Young Academic’s political correspondent Robert Gant has his say on the riots that have engulfed England over the last five days. As the UK’s national student news service, we encourage any of you out there that have an opinion to send in your articles.
David Cameron yesterday branded sections of our society as ‘sick’. Tellingly he didn’t seem to have a cure.
The reaction from the British public has been as natural as it was obvious. Condemning the rioters as anything from ‘morons’ to ‘scum’ is of course a natural and possibly justifiable response to seeing your country go up in flames and young people running amok, lawlessly looting and robbing as they go.
What is needed now is an attempt to understand why this happened and why a whole part of our society acted in this way. Telling them they are ‘sick’ and have a ‘general lack of morals, ethics and values’ will do absolutely nothing to help this situation long term. Indeed the beefed up police force is nothing more than a short term measure. There is a massive problem at the bottom of our society and unless attempts are made to understand and solve this problem the scenes we have witnessed this week will become a reoccurring feature of our news bulletins.
Simplistic, at times hypocritical middle class condemnation of the rioters has been the public’s general answer to the situation thus far.
It seems much more pressing now to ask who the rioters are.

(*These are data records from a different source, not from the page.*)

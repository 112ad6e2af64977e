//! Engine error types.
//!
//! Hard failures surface as [`SynthError`]. Failures while populating
//! individual properties are soft: they are collected in a
//! [`PopulationReport`](crate::property::PopulationReport) and never abort
//! generation of the enclosing object.

use synth_types::TypeKey;

#[derive(Debug, Clone)]
pub enum SynthError {
    /// No strategy can produce a value of this type.
    UnconstructibleType {
        type_key: TypeKey,
        /// Why the last strategy gave up
        reason: String,
    },

    /// A constructor, factory, builder or user-supplied body failed.
    InvocationFailure {
        /// What was being invoked (e.g. `shop::Item::new(string, i32)`)
        target: String,
        message: String,
    },

    /// Caller-supplied input is unusable (zero attempts, empty choice list,
    /// inverted constraint bounds, ...). Never retried.
    InvalidConfiguration { message: String },

    /// The facade retry budget ran out.
    GenerationExhausted {
        type_key: TypeKey,
        attempts: usize,
        last: Option<Box<SynthError>>,
    },
}

impl SynthError {
    pub fn unconstructible(type_key: &TypeKey, reason: impl Into<String>) -> Self {
        SynthError::UnconstructibleType {
            type_key: type_key.clone(),
            reason: reason.into(),
        }
    }

    /// Wrap an error raised by a member body.
    pub fn invocation(target: impl Into<String>, err: anyhow::Error) -> Self {
        SynthError::InvocationFailure {
            target: target.into(),
            message: format!("{:#}", err),
        }
    }

    pub fn invalid(message: impl Into<String>) -> Self {
        SynthError::InvalidConfiguration {
            message: message.into(),
        }
    }

    /// Whether another attempt could plausibly succeed.
    pub fn is_retryable(&self) -> bool {
        !matches!(self, SynthError::InvalidConfiguration { .. })
    }
}

impl std::fmt::Display for SynthError {
    fn fmt(&self, f: &mut std::fmt::Formatter<'_>) -> std::fmt::Result {
        match self {
            SynthError::UnconstructibleType { type_key, reason } => {
                write!(f, "no generator can construct {}: {}", type_key, reason)
            }
            SynthError::InvocationFailure { target, message } => {
                write!(f, "invocation of {} failed: {}", target, message)
            }
            SynthError::InvalidConfiguration { message } => {
                write!(f, "invalid configuration: {}", message)
            }
            SynthError::GenerationExhausted {
                type_key,
                attempts,
                last,
            } => {
                write!(f, "failed to generate {} after {} attempts", type_key, attempts)?;
                if let Some(last) = last {
                    write!(f, " (last error: {})", last)?;
                }
                Ok(())
            }
        }
    }
}

impl std::error::Error for SynthError {}
impl SubtypeDiscovery for TypeModel {
    /// Concrete classes within the target's namespace that are assignable to it.
    fn implementations(&self, target: &TypeKey) -> Vec<TypeKey> {
        let namespace = target.namespace();
        self.types
            .values()
            .filter(|def| def.is_concrete() && def.key != *target)
            .filter(|def| def.key.is_within(namespace))
            .filter(|def| self.is_assignable(&def.key, target))
            .map(|def| def.key.clone())
            .collect()
    }
}

fn keys(params: &[&str]) -> Vec<TypeKey> {
    params.iter().map(|p| TypeKey::from(*p)).collect()
}

fn join_keys(keys: &[TypeKey]) -> String {
    keys.iter().map(|k| k.as_str()).collect::<Vec<_>>().join(", ")
}

fn capitalize(name: &str) -> String {
    let mut chars = name.chars();
    match chars.next() {
        Some(first) => first.to_uppercase().chain(chars).collect(),
        None => String::new(),
    }
}
//! Built-in leaf generators and string helpers.

use std::collections::HashMap;

use rand::Rng;
use synth_types::{well_known, SeqKind, TypeKey, Value};

use crate::error::SynthError;
use crate::generator::ValueGenerator;
use crate::random::RandomSource;

/// Length of strings produced by the built-in `string` generator.
pub const DEFAULT_STRING_LEN: usize = 10;

/// Generators for every scalar and container type in [`well_known`].
///
/// Scalars are uniformly random; containers are produced empty and filled
/// later by property population.
pub fn builtin_generators(
    random: &RandomSource,
    string_len: usize,
) -> HashMap<TypeKey, ValueGenerator> {
    let mut map = HashMap::new();

    macro_rules! scalar {
        ($name:expr, $variant:ident, $ty:ty) => {{
            let r = random.clone();
            map.insert(
                TypeKey::from($name),
                ValueGenerator::builtin($name, move || {
                    Ok(Value::$variant(r.with(|rng| rng.gen::<$ty>())))
                }),
            );
        }};
    }

    scalar!(well_known::BOOL, Bool, bool);
    scalar!(well_known::I8, I8, i8);
    scalar!(well_known::I16, I16, i16);
    scalar!(well_known::I32, I32, i32);
    scalar!(well_known::I64, I64, i64);
    scalar!(well_known::F32, F32, f32);
    scalar!(well_known::F64, F64, f64);

    let r = random.clone();
    map.insert(
        well_known::CHAR.into(),
        ValueGenerator::builtin(well_known::CHAR, move || Ok(Value::Char(r.printable_char()))),
    );
    let r = random.clone();
    map.insert(
        well_known::STRING.into(),
        ValueGenerator::builtin(well_known::STRING, move || {
            Ok(Value::Str(r.ascii_string(string_len)))
        }),
    );

    for name in well_known::CONTAINERS {
        let key = TypeKey::from(name);
        let generator = match SeqKind::from_type_key(&key) {
            Some(kind) => ValueGenerator::builtin(name, move || Ok(Value::empty_seq(kind))),
            None => ValueGenerator::builtin(name, || Ok(Value::empty_map())),
        };
        map.insert(key, generator);
    }

    map
}

fn checked_len(len: usize) -> Result<usize, SynthError> {
    if len == 0 {
        return Err(SynthError::invalid("string length must be positive"));
    }
    Ok(len)
}

/// Strings of `len` arbitrary characters.
pub fn random_string(random: &RandomSource, len: usize) -> Result<ValueGenerator, SynthError> {
    let len = checked_len(len)?;
    let r = random.clone();
    Ok(ValueGenerator::from_fn(well_known::STRING, move || {
        Ok(Value::Str(r.any_string(len)))
    }))
}

/// Strings of `len` ASCII letters.
pub fn random_alphabetic(random: &RandomSource, len: usize) -> Result<ValueGenerator, SynthError> {
    let len = checked_len(len)?;
    let r = random.clone();
    Ok(ValueGenerator::from_fn(well_known::STRING, move || {
        Ok(Value::Str(r.alphabetic_string(len)))
    }))
}

/// Strings of `len` ASCII letters and digits.
pub fn random_alphanumeric(
    random: &RandomSource,
    len: usize,
) -> Result<ValueGenerator, SynthError> {
    let len = checked_len(len)?;
    let r = random.clone();
    Ok(ValueGenerator::from_fn(well_known::STRING, move || {
        Ok(Value::Str(r.alphanumeric_string(len)))
    }))
}

/// Strings of `len` printable ASCII characters.
pub fn random_ascii(random: &RandomSource, len: usize) -> Result<ValueGenerator, SynthError> {
    let len = checked_len(len)?;
    let r = random.clone();
    Ok(ValueGenerator::from_fn(well_known::STRING, move || {
        Ok(Value::Str(r.ascii_string(len)))
    }))
}

/// Uniform choice over `values`, typed by the first value.
pub fn one_of(random: &RandomSource, values: Vec<Value>) -> Result<ValueGenerator, SynthError> {
    let type_key = values
        .first()
        .map(Value::runtime_type)
        .ok_or_else(|| SynthError::invalid("one_of needs at least one value"))?;
    ValueGenerator::one_of(type_key, values, random.clone())
}

/// Uniform choice over the variants of an enumeration type.
pub fn enum_choice(
    random: &RandomSource,
    type_key: &TypeKey,
    variants: &[String],
) -> Result<ValueGenerator, SynthError> {
    let choices = variants
        .iter()
        .map(|variant| Value::Enum {
            type_key: type_key.clone(),
            variant: variant.clone(),
        })
        .collect();
    ValueGenerator::one_of(type_key.clone(), choices, random.clone())
}

#[cfg(test)]
mod tests {
    use super::*;

    #[test]
    fn test_builtins_cover_well_known_types() {
        let builtins = builtin_generators(&RandomSource::seeded(3), DEFAULT_STRING_LEN);
        for name in well_known::SCALARS.iter().chain(well_known::CONTAINERS.iter()) {
            let generator = builtins.get(&TypeKey::from(*name)).unwrap();
            let value = generator.generate().unwrap();
            assert_eq!(value.runtime_type(), TypeKey::from(*name));
        }
    }

    #[test]
    fn test_default_string_and_empty_containers() {
        let builtins = builtin_generators(&RandomSource::seeded(3), DEFAULT_STRING_LEN);
        let s = builtins[&TypeKey::from("string")].generate().unwrap();
        assert_eq!(s.len(), Some(DEFAULT_STRING_LEN));
        let list = builtins[&TypeKey::from("list")].generate().unwrap();
        assert!(list.is_empty());
        let map = builtins[&TypeKey::from("map")].generate().unwrap();
        assert!(map.is_empty());
    }

    #[test]
    fn test_string_helpers_validate_length() {
        let random = RandomSource::seeded(5);
        assert!(matches!(
            random_alphabetic(&random, 0),
            Err(SynthError::InvalidConfiguration { .. })
        ));
        let generator = random_alphanumeric(&random, 7).unwrap();
        let value = generator.generate().unwrap();
        assert_eq!(value.len(), Some(7));
        assert!(value.as_str().unwrap().chars().all(|c| c.is_ascii_alphanumeric()));
        assert_eq!(random_string(&random, 4).unwrap().generate().unwrap().len(), Some(4));
        assert_eq!(random_ascii(&random, 4).unwrap().generate().unwrap().len(), Some(4));
    }

    #[test]
    fn test_one_of_picks_from_choices() {
        let random = RandomSource::seeded(11);
        assert!(one_of(&random, Vec::new()).is_err());
        let choices = vec![Value::I32(1), Value::I32(2), Value::I32(3)];
        let generator = one_of(&random, choices.clone()).unwrap();
        for _ in 0..20 {
            assert!(choices.contains(&generator.generate().unwrap()));
        }
    }

    #[test]
    fn test_enum_choice_yields_declared_variants() {
        let random = RandomSource::seeded(2);
        let key = TypeKey::from("shop::Status");
        let variants = vec!["Open".to_string(), "Closed".to_string()];
        let generator = enum_choice(&random, &key, &variants).unwrap();
        match generator.generate().unwrap() {
            Value::Enum { type_key, variant } => {
                assert_eq!(type_key, key);
                assert!(variants.contains(&variant));
            }
            other => panic!("expected enum, got {:?}", other),
        }
        assert!(enum_choice(&random, &key, &[]).is_err());
    }
}
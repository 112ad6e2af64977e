//! Facade behavior: overrides, caching, batches and typed output.

mod common;

use std::sync::Arc;
use std::thread;

use common::{assert_in_range, assert_ok, seeded_generator};
use fixture_synth::{
    Object, ObjectGenerator, SynthConfig, SynthError, TypeDef, TypeKey, TypeModel, Value,
    ValueGenerator,
};
use serde::Deserialize;

// =============================================================================
// Overrides
// =============================================================================

mod override_tests {
    use super::*;

    #[test]
    fn test_interface_override_used() {
        let generator = seeded_generator(11);
        generator.register("shop::PaymentMethod", || {
            Ok(Value::Object(
                Object::new("shop::Voucher").with_field("code", Value::Str("FREE".into())),
            ))
        });
        let payment = generator.generate("shop::PaymentMethod").unwrap();
        assert_eq!(payment.field("code"), Some(&Value::Str("FREE".into())));
    }

    #[test]
    fn test_interface_without_override_uses_implementation() {
        let generator = seeded_generator(11);
        let payment = generator.generate("shop::PaymentMethod").unwrap();
        assert_eq!(payment.runtime_type(), TypeKey::from("shop::Card"));
    }

    #[test]
    fn test_registered_implementation_preferred() {
        let generator = seeded_generator(11);
        generator.register("shop::Voucher", || {
            Ok(Value::Object(Object::new("shop::Voucher")))
        });
        let payment = generator.generate("shop::PaymentMethod").unwrap();
        assert_eq!(payment.runtime_type(), TypeKey::from("shop::Voucher"));
    }

    #[test]
    fn test_builtin_types_cannot_be_shadowed() {
        let generator = seeded_generator(11);
        generator.register("string", || Ok(Value::Str("fixed".into())));
        let value = generator.generate("string").unwrap();
        assert_eq!(value.len(), Some(10));
    }

    #[test]
    fn test_failing_override_is_retried_then_exhausted() {
        let generator = seeded_generator(11);
        generator.register("shop::Address", || Err(anyhow::anyhow!("geocoder offline")));
        let err = generator.generate_with_attempts("shop::Address", 2).unwrap_err();
        match err {
            SynthError::GenerationExhausted { attempts, last, .. } => {
                assert_eq!(attempts, 2);
                assert!(matches!(
                    last.as_deref(),
                    Some(SynthError::InvocationFailure { .. })
                ));
            }
            other => panic!("unexpected error {:?}", other),
        }
    }
}

// =============================================================================
// Caching
// =============================================================================

mod caching_tests {
    use super::*;

    #[test]
    fn test_caching_returns_same_generator() {
        let generator = seeded_generator(12);
        generator.enable_caching();
        let first = generator.get_generator("shop::Customer").unwrap();
        let second = generator.get_generator("shop::Customer").unwrap();
        assert!(first.ptr_eq(&second));
    }

    #[test]
    fn test_uncached_generators_are_rebuilt() {
        let generator = seeded_generator(12);
        assert!(!generator.is_caching());
        let first = generator.get_generator("shop::Customer").unwrap();
        let second = generator.get_generator("shop::Customer").unwrap();
        assert!(!first.ptr_eq(&second));
    }

    #[test]
    fn test_disable_caching_forgets() {
        let config = SynthConfig {
            caching: true,
            ..SynthConfig::seeded(12)
        };
        let generator = ObjectGenerator::with_config(common::shop_model(), config).unwrap();
        let cached = generator.get_generator("shop::Money").unwrap();
        generator.disable_caching();
        generator.enable_caching();
        let fresh = generator.get_generator("shop::Money").unwrap();
        assert!(!cached.ptr_eq(&fresh));
    }

    #[test]
    fn test_concurrent_generation() {
        let generator = Arc::new(seeded_generator(12));
        generator.enable_caching();
        let handles: Vec<_> = (0..4)
            .map(|_| {
                let generator = generator.clone();
                thread::spawn(move || generator.generate_many("shop::Order", 5))
            })
            .collect();
        for handle in handles {
            let orders = handle.join().unwrap().unwrap();
            assert_eq!(orders.len(), 5);
        }
    }

    fn library(caching: bool) -> ObjectGenerator {
        let model = TypeModel::new()
            .with(TypeDef::record("a::Author", &[("name", "string"), ("book", "a::Book")]))
            .with(TypeDef::record("a::Book", &[("title", "string"), ("author", "a::Author")]));
        let config = SynthConfig {
            caching,
            ..SynthConfig::seeded(12)
        };
        assert_ok(ObjectGenerator::with_config(model, config), "library generator")
    }

    fn shape(value: &Value) -> Vec<String> {
        let mut paths = Vec::new();
        if let Some(object) = value.as_object() {
            for name in ["name", "title", "book", "author"] {
                if let Some(child) = object.get(name) {
                    paths.push(name.to_string());
                    paths.extend(shape(child).into_iter().map(|p| format!("{}.{}", name, p)));
                }
            }
        }
        paths
    }

    #[test]
    fn test_cached_mutual_references_match_uncached() {
        let cached = library(true);
        let uncached = library(false);
        for generator in [&cached, &uncached] {
            assert_ok(generator.generate("a::Author"), "author first");
        }

        let book = assert_ok(cached.generate("a::Book"), "cached book");
        let expected = assert_ok(uncached.generate("a::Book"), "uncached book");
        assert!(book.field("author").is_some());
        assert_eq!(shape(&book), shape(&expected));
        assert_eq!(shape(&book), vec!["title", "author", "author.name"]);
    }
}

// =============================================================================
// Batches and Sequences
// =============================================================================

mod batch_tests {
    use super::*;

    #[test]
    fn test_generate_many() {
        let generator = seeded_generator(13);
        let customers = assert_ok(generator.generate_many("shop::Customer", 5), "five customers");
        assert_eq!(customers.len(), 5);
        assert!(customers
            .iter()
            .all(|c| c.runtime_type() == TypeKey::from("shop::Customer")));
        assert!(generator.generate_many("shop::Customer", 0).unwrap().is_empty());
    }

    #[test]
    fn test_generate_list_defaults_to_two() {
        let generator = seeded_generator(13);
        assert_eq!(generator.generate_list("shop::Address").unwrap().len(), 2);
    }

    #[test]
    fn test_possible_values_restartable() {
        let generator = seeded_generator(13);
        let values = generator.possible_values("shop::Status");
        let first: Vec<_> = values.clone().take(3).collect::<Result<_, _>>().unwrap();
        let again: Vec<_> = values.take(4).collect::<Result<_, _>>().unwrap();
        assert_eq!(first.len(), 3);
        assert_eq!(again.len(), 4);
        assert!(again.iter().all(|v| matches!(v, Value::Enum { .. })));
    }

    #[test]
    fn test_arrays_of_declared_types() {
        let generator = seeded_generator(13);
        let key = TypeKey::array_of(&"shop::Address".into());
        for _ in 0..10 {
            let value = generator.generate(key.clone()).unwrap();
            assert_in_range(value.len().unwrap(), 1, 10, "array length");
        }
    }

    #[test]
    fn test_same_seed_same_values() {
        let a = seeded_generator(99).generate("shop::Order").unwrap();
        let b = seeded_generator(99).generate("shop::Order").unwrap();
        assert_eq!(a, b);
    }
}

// =============================================================================
// Typed Output
// =============================================================================

mod typed_output_tests {
    use super::*;

    #[derive(Debug, Deserialize)]
    struct Customer {
        name: String,
        age: i32,
        email: String,
        tags: Vec<String>,
    }

    #[derive(Debug, Deserialize, PartialEq)]
    enum Status {
        Pending,
        Paid,
        Shipped,
    }

    #[test]
    fn test_generate_as_struct() {
        let generator = seeded_generator(14);
        let customer: Customer = generator.generate_as("shop::Customer").unwrap();
        assert_eq!(customer.name.chars().count(), 10);
        assert_eq!(customer.email.chars().count(), 10);
        assert_eq!(customer.tags.len(), 1);
        let _ = customer.age;
    }

    #[test]
    fn test_generate_as_enum() {
        let generator = seeded_generator(14);
        let status: Status = generator.generate_as("shop::Status").unwrap();
        assert!([Status::Pending, Status::Paid, Status::Shipped].contains(&status));
    }

    #[test]
    fn test_generate_as_shape_mismatch() {
        let generator = seeded_generator(14);
        let result: anyhow::Result<Customer> = generator.generate_as("shop::Money");
        assert!(result.is_err());
    }

    #[test]
    fn test_custom_generator_handle() {
        let model = TypeModel::new().with(TypeDef::record("a::Flag", &[("on", "bool")]));
        let generator = ObjectGenerator::with_config(model, SynthConfig::seeded(1)).unwrap();
        generator.register_member_generator(
            "a::Flag",
            "on",
            ValueGenerator::constant(Value::Bool(true)),
        );
        let flag = generator.generate("a::Flag").unwrap();
        assert_eq!(flag.field("on"), Some(&Value::Bool(true)));
    }
}
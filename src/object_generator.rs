//! Public entry point.

use std::sync::atomic::{AtomicBool, Ordering};
use std::sync::Arc;

use anyhow::Context;
use serde::de::DeserializeOwned;
use synth_core::{
    CachedRegistry, EngineContext, GeneratorLookup, PopulationReport, RandomSource, SynthError,
    TypeModel, ValueGenerator, ValueGeneratorRegistry,
};
use synth_types::{well_known, TypeKey, Value};
use tracing::{debug, warn};

use crate::config::SynthConfig;

/// Generates populated random values for the types of one [`TypeModel`].
///
/// Overrides and the cache are shared state; all methods take `&self` and
/// the generator can be shared across threads.
pub struct ObjectGenerator {
    config: SynthConfig,
    registry: Arc<ValueGeneratorRegistry>,
    cache: CachedRegistry,
    caching: AtomicBool,
}

impl ObjectGenerator {
    /// Generator with default configuration and an entropy-seeded source.
    pub fn new(model: TypeModel) -> Self {
        let config = SynthConfig::default();
        let context = EngineContext::new(
            model,
            RandomSource::from_seed(config.seed),
            config.engine_settings(),
        );
        Self::build(context, config)
    }

    pub fn with_config(model: TypeModel, config: SynthConfig) -> Result<Self, SynthError> {
        config.validate()?;
        let context = EngineContext::new(
            model,
            RandomSource::from_seed(config.seed),
            config.engine_settings(),
        );
        Ok(Self::build(context, config))
    }

    /// Generator over a prepared context (custom constraint validators,
    /// constraint source or subtype discovery). The context's own settings
    /// and random source are used as given.
    pub fn with_context(context: EngineContext, config: SynthConfig) -> Result<Self, SynthError> {
        config.validate()?;
        Ok(Self::build(context, config))
    }

    fn build(context: EngineContext, config: SynthConfig) -> Self {
        let registry = Arc::new(ValueGeneratorRegistry::new(context));
        Self {
            cache: CachedRegistry::new(registry.clone()),
            caching: AtomicBool::new(config.caching),
            registry,
            config,
        }
    }

    pub fn config(&self) -> &SynthConfig {
        &self.config
    }

    pub fn model(&self) -> &TypeModel {
        &self.registry.context().model
    }

    /// Shared random source, for override closures that want reproducible
    /// randomness.
    pub fn random(&self) -> &RandomSource {
        &self.registry.context().random
    }

    fn lookup(&self) -> &dyn GeneratorLookup {
        if self.is_caching() {
            &self.cache
        } else {
            self.registry.as_ref()
        }
    }

    /// Resolve the generator for `key` without producing a value.
    pub fn get_generator(&self, key: impl Into<TypeKey>) -> Result<ValueGenerator, SynthError> {
        let key = checked_key(key.into())?;
        self.lookup().get(&key)
    }

    /// Generate one value, retrying up to the configured attempt count.
    pub fn generate(&self, key: impl Into<TypeKey>) -> Result<Value, SynthError> {
        self.generate_with_attempts(key, self.config.max_attempts)
    }

    /// Generate one value, retrying up to `attempts` times. Configuration
    /// errors are returned immediately.
    pub fn generate_with_attempts(
        &self,
        key: impl Into<TypeKey>,
        attempts: usize,
    ) -> Result<Value, SynthError> {
        let key = checked_key(key.into())?;
        if attempts == 0 {
            return Err(SynthError::invalid("attempts must be at least 1"));
        }
        let mut last = None;
        for attempt in 1..=attempts {
            match self.lookup().get(&key).and_then(|g| g.generate()) {
                Ok(value) => return Ok(value),
                Err(err) if !err.is_retryable() => return Err(err),
                Err(err) => {
                    warn!(
                        type_key = %key,
                        attempt,
                        attempts,
                        error = %err,
                        "generation attempt failed"
                    );
                    last = Some(Box::new(err));
                }
            }
        }
        Err(SynthError::GenerationExhausted {
            type_key: key,
            attempts,
            last,
        })
    }

    /// Single attempt, also returning the properties that were skipped.
    pub fn generate_with_report(
        &self,
        key: impl Into<TypeKey>,
    ) -> Result<(Value, PopulationReport), SynthError> {
        self.get_generator(key)?.generate_with_report()
    }

    /// `count` independently generated values.
    pub fn generate_many(
        &self,
        key: impl Into<TypeKey>,
        count: usize,
    ) -> Result<Vec<Value>, SynthError> {
        let key = checked_key(key.into())?;
        (0..count).map(|_| self.generate(key.clone())).collect()
    }

    /// The configured default number of values (two unless changed).
    pub fn generate_list(&self, key: impl Into<TypeKey>) -> Result<Vec<Value>, SynthError> {
        self.generate_many(key, self.config.list_len)
    }

    /// Generate a value and deserialize its JSON form into `T`.
    pub fn generate_as<T: DeserializeOwned>(&self, key: impl Into<TypeKey>) -> anyhow::Result<T> {
        let key = key.into();
        let value = self.generate(key.clone())?;
        serde_json::from_value(value.to_json())
            .with_context(|| format!("generated {} does not deserialize", key))
    }

    /// Use `supply` for every value of exactly `key`.
    pub fn register<F>(&self, key: impl Into<TypeKey>, supply: F)
    where
        F: Fn() -> anyhow::Result<Value> + Send + Sync + 'static,
    {
        let key = key.into();
        self.register_generator(key.clone(), ValueGenerator::from_fn(key, supply));
    }

    pub fn register_generator(&self, key: impl Into<TypeKey>, generator: ValueGenerator) {
        self.registry.put(key.into(), generator);
        self.invalidate();
    }

    /// Use `supply` for `member` of `owner` (and of its subtypes).
    pub fn register_member<F>(&self, owner: impl Into<TypeKey>, member: &str, supply: F)
    where
        F: Fn() -> anyhow::Result<Value> + Send + Sync + 'static,
    {
        let generator = ValueGenerator::from_fn(well_known::ANY, supply);
        self.register_member_generator(owner, member, generator);
    }

    pub fn register_member_generator(
        &self,
        owner: impl Into<TypeKey>,
        member: &str,
        generator: ValueGenerator,
    ) {
        self.registry.put_member(owner.into(), member, generator);
        self.invalidate();
    }

    /// Endless, restartable sequence of values of `key`.
    pub fn possible_values(&self, key: impl Into<TypeKey>) -> PossibleValues<'_> {
        PossibleValues {
            generator: self,
            type_key: key.into(),
        }
    }

    pub fn enable_caching(&self) {
        debug!("generator caching enabled");
        self.caching.store(true, Ordering::SeqCst);
    }

    /// Disable caching and forget every cached generator.
    pub fn disable_caching(&self) {
        debug!("generator caching disabled");
        self.caching.store(false, Ordering::SeqCst);
        self.cache.clear();
    }

    pub fn is_caching(&self) -> bool {
        self.caching.load(Ordering::SeqCst)
    }

    // Cached generators may embed the replaced generators.
    fn invalidate(&self) {
        self.cache.clear();
    }
}

fn checked_key(key: TypeKey) -> Result<TypeKey, SynthError> {
    if key.as_str().trim().is_empty() {
        return Err(SynthError::invalid("type key must not be empty"));
    }
    Ok(key)
}

/// Endless sequence of values of one type. Every pull generates a fresh
/// value, so any clone is an independent restart.
#[derive(Clone)]
pub struct PossibleValues<'a> {
    generator: &'a ObjectGenerator,
    type_key: TypeKey,
}

impl PossibleValues<'_> {
    pub fn type_key(&self) -> &TypeKey {
        &self.type_key
    }
}

impl Iterator for PossibleValues<'_> {
    type Item = Result<Value, SynthError>;

    fn next(&mut self) -> Option<Self::Item> {
        Some(self.generator.generate(self.type_key.clone()))
    }
}
//! Construction through builder types.
//!
//! A builder candidate is a static method on the target returning some
//! other type `B`, where `B` declares a zero-argument instance method whose
//! result can stand in for the target. The builder instance is populated
//! through `B`'s own setters before that terminal method runs; setters
//! mutate the builder in place, so fluent return values are ignored.

use synth_types::TypeKey;
use tracing::trace;

use super::{argument_generators, has_self_reference, rank, trial, ObjectConstructor, Ranked};
use crate::access::{MethodRef, TypeAccess};
use crate::property;
use crate::registry::GeneratorLookup;
use crate::scope::ResolutionScope;

pub fn resolve(
    access: &TypeAccess<'_>,
    lookup: &dyn GeneratorLookup,
    scope: &mut ResolutionScope,
) -> Option<ObjectConstructor> {
    let candidates = access
        .static_methods()
        .into_iter()
        .filter_map(|m| {
            let builder = m.def.returns.clone()?;
            if access.can_be_replaced_with(&builder) {
                return None;
            }
            let terminal = terminal_method(access, &builder)?;
            if has_self_reference(access, &m.def.params) {
                trace!(method = %m.describe(), "rejected self-referential builder factory");
                return None;
            }
            Some((m, builder, terminal))
        })
        .map(|(m, builder, terminal)| Ranked {
            arity: m.def.params.len(),
            signature: m.def.signature(),
            index: m.index,
            item: (m, builder, terminal),
        })
        .collect();

    for (factory, builder, terminal) in rank(candidates) {
        let args = match argument_generators(&factory.def.params, lookup, scope) {
            Ok(args) => args,
            Err(err) => {
                trace!(method = %factory.describe(), error = %err, "unresolvable argument");
                continue;
            }
        };
        let setters = property::construct_property_setter(&access.wrap(&builder), lookup, scope);
        let candidate = ObjectConstructor::Builder {
            factory,
            args,
            setters,
            terminal,
        };
        if let Some(found) = trial(candidate) {
            return Some(found);
        }
    }
    None
}

/// First declared zero-argument instance method of `builder` whose result
/// can stand in for the target.
fn terminal_method(access: &TypeAccess<'_>, builder: &TypeKey) -> Option<MethodRef> {
    access.wrap(builder).methods().into_iter().find(|m| {
        !m.def.is_static()
            && m.def.params.is_empty()
            && m.def
                .returns
                .as_ref()
                .is_some_and(|r| !r.is_any() && access.can_be_replaced_with(r))
    })
}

They are the people who have faced up to 80% cuts to their youth and community project budgets. They are the people who had their Educational Maintenance Allowance taken away from them. They live in the areas which have suffered the most from cuts to welfare and housing benefits. They are the people who live in the areas with some the highest levels of unemployment in the country.
Does that make the violence and looting right? Of course it doesn’t and nobody is arguing to the contrary but it does give a very vivid insight into some of the grievances these young people might have. They are the same people who listened to politicians making promises before the election, only to witness those promises being systematically broken. They probably feel disenfranchised with politics. They may feel like they are no longer part of the society they started to physically destroy.
All these points need to be addressed.
The Prime Minister branding them as ‘sick’ will not encourage them to come back into mainstream society; it will simply alienate them more. Looting is wrong, violence is wrong but who is setting the example within our society?
They see our politicians, some of which are sat in David Cameron’s cabinet, fiddling expenses which regardless of social standing or the terminology you decide to use, is a form of stealing. They see bankers being bailed out with their money only to award themselves billions of pounds worth of bonuses as our economy crumbles. Is that a form of stealing?
The people who rioted and looted should not have done so. Some of things we have seen this week have been scary, distressing, sickening and sad all in equal measures. However, now that this situation has been highlighted in such a graphic way, now that the entire country is talking about this generation trapped in poor social conditions, surely it is time we set about solving the problems rather than ignoring the problems exist and mindlessly labelling the people involved in the disturbances.
Labelling and alienating this sub-section of society will achieve nothing and will only lead to more problems down the line. Materialism is a problem within our society; inequality is a problem within our society. Whether our politicians accept this, or simply export tough talking statements that they think the electorate want to hear remains to be seen.